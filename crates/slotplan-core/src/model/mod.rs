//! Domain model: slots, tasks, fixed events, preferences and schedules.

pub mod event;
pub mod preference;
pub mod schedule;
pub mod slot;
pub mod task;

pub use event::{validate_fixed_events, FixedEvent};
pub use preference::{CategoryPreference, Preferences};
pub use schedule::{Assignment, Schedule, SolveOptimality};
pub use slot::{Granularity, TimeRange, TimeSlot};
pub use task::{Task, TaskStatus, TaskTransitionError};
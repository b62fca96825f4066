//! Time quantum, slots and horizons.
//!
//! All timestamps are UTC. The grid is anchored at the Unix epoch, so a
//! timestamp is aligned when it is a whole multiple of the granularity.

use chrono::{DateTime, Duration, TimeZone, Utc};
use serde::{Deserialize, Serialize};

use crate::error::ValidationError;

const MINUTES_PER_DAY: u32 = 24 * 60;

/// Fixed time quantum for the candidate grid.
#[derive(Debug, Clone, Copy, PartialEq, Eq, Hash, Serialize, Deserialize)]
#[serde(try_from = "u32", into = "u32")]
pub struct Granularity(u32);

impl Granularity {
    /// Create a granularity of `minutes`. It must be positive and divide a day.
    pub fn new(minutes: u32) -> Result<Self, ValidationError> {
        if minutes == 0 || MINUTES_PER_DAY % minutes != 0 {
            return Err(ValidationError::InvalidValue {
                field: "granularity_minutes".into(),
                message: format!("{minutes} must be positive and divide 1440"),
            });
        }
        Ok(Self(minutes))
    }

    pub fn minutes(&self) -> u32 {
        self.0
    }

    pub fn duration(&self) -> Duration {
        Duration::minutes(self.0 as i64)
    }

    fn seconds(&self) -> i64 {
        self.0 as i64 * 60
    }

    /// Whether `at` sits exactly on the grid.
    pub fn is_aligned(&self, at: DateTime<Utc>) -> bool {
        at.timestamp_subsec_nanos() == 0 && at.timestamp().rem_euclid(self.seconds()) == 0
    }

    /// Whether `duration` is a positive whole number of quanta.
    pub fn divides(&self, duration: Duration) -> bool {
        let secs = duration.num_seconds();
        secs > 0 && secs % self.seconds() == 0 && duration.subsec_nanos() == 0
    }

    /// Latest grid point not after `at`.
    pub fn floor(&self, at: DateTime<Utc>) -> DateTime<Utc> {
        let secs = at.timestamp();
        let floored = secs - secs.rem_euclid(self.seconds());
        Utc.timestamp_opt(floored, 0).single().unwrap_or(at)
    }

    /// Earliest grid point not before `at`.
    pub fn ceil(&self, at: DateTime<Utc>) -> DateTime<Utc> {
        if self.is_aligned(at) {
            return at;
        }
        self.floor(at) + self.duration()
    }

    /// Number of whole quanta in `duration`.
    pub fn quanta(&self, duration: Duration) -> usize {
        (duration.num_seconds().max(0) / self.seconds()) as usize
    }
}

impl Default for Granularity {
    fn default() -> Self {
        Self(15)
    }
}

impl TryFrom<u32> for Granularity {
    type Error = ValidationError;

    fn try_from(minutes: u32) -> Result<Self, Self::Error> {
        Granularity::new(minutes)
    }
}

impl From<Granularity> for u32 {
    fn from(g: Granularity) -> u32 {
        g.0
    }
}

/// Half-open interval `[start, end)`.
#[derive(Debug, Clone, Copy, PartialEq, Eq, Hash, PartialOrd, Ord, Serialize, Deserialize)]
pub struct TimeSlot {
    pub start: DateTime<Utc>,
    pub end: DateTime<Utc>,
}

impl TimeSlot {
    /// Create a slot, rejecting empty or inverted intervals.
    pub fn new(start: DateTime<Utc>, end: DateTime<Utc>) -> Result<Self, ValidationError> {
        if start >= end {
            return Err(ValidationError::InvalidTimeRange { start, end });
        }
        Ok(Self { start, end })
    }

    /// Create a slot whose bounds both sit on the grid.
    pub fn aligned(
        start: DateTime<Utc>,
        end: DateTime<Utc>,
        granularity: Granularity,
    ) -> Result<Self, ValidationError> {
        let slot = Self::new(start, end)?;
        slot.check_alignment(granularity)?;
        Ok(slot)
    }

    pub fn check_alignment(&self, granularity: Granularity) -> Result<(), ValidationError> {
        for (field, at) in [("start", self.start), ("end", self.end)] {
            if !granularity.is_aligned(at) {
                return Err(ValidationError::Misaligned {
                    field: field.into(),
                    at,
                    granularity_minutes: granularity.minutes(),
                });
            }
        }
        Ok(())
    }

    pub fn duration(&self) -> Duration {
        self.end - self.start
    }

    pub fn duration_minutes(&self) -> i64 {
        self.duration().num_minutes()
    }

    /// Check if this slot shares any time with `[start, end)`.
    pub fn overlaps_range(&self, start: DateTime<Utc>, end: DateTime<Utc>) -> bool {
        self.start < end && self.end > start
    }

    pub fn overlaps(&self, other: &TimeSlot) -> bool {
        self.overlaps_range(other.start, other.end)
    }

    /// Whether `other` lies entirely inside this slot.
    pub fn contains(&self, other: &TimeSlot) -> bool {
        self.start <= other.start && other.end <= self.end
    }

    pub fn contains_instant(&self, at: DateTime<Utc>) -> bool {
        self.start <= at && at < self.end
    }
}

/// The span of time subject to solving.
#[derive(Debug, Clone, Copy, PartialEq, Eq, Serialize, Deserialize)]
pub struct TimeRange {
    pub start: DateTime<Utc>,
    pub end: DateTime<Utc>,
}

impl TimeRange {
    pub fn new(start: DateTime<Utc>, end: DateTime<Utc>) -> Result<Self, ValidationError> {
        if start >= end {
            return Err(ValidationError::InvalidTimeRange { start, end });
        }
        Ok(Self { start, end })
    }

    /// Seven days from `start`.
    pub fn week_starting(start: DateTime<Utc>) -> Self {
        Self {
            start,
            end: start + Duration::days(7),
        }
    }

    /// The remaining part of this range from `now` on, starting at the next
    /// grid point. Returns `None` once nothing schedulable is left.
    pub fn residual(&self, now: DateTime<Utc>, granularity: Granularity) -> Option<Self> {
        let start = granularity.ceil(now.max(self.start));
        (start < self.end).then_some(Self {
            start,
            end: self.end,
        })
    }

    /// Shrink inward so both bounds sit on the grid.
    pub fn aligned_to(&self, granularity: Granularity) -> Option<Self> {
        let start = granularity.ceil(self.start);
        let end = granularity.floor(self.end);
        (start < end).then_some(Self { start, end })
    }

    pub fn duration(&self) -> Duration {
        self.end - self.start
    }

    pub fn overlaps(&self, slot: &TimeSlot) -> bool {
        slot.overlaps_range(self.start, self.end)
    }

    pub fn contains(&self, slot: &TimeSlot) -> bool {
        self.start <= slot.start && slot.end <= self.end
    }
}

+++

From the line that contains "let start = granularity.ceil(now.max(self.start));" down to the last line of the listing above, repeat each line exactly, and include nothing else.

        let start = granularity.ceil(now.max(self.start));
        (start < self.end).then_some(Self {
            start,
            end: self.end,
        })
    }

    /// Shrink inward so both bounds sit on the grid.
    pub fn aligned_to(&self, granularity: Granularity) -> Option<Self> {
        let start = granularity.ceil(self.start);
        let end = granularity.floor(self.end);
        (start < end).then_some(Self { start, end })
    }

    pub fn duration(&self) -> Duration {
        self.end - self.start
    }

    pub fn overlaps(&self, slot: &TimeSlot) -> bool {
        slot.overlaps_range(self.start, self.end)
    }

    pub fn contains(&self, slot: &TimeSlot) -> bool {
        self.start <= slot.start && slot.end <= self.end
    }
}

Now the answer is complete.